Chilean musical group (2006-2009)

Los Updates was a Chilean electronic music project created by musician Jorge González and photographer Loreto Otero. The project has been musically defined as a blend of "mind-bending minimal house and unabashed pop."

== History ==

In 1997, Jorge González, Dandy Jack and Tobias Freund founded the electronic music group Gonzalo Martínez, merging traditional Latin American music with digital electronics.

Four years later, González wrote the lyrics of songs "You Never Come Back" and "I Am Not The Sound" for the German group Sieg Über Die Sonne, formed by Jack and Freund.

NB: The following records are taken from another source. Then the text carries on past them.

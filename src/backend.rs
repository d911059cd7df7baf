use std::fmt;

use clap::ValueEnum;
use serde::Serialize;

/// Scheduler client used to submit the job
#[derive(Copy, Clone, Debug, PartialEq, Eq, PartialOrd, Ord, ValueEnum, Serialize)]
#[serde(rename_all = "lowercase")]
pub enum Backend {
    /// Run the `qsub` command
    Qsub,
    /// Talk to SGE through libdrmaa (needs the `drmaa` feature)
    Drmaa,
}

impl fmt::Display for Backend {
    fn fmt(&self, f: &mut fmt::Formatter) -> fmt::Result {
        match self {
            Backend::Qsub => write!(f, "qsub"),
            Backend::Drmaa => write!(f, "drmaa"),
        }
    }
}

He also collaborated on the song "Tour de France" by Señor Coconut.

After the second and final breakup of Los Prisioneros in 2005, González and Loreto Otero decided to relocate to Mexico City.

Influenced by the Chilean electronic scene in Europe during the first decade of the 2000s, represented by artists like Pier Bucci, Uwe Schmidt, Ricardo Villalobos, González and Otero started a project in 2006, originally called Los Plugins and later renamed Los Updates.

In 2007, Los Updates released their first work, titled Jorge González EP in Chile and Los Updates EP internationally.

In 2008, they released their only album, First if you please, under the label Cadenza, owned by Swiss-Chilean DJ Lucien Nicolet. The album was described as a mix of "house, pop, 2-step, 8-bit, funk, rave, and romantic ballad."

After González and Otero split in 2011, the duo disbanded, and the Los Prisioneros vocalist moved to Berlin.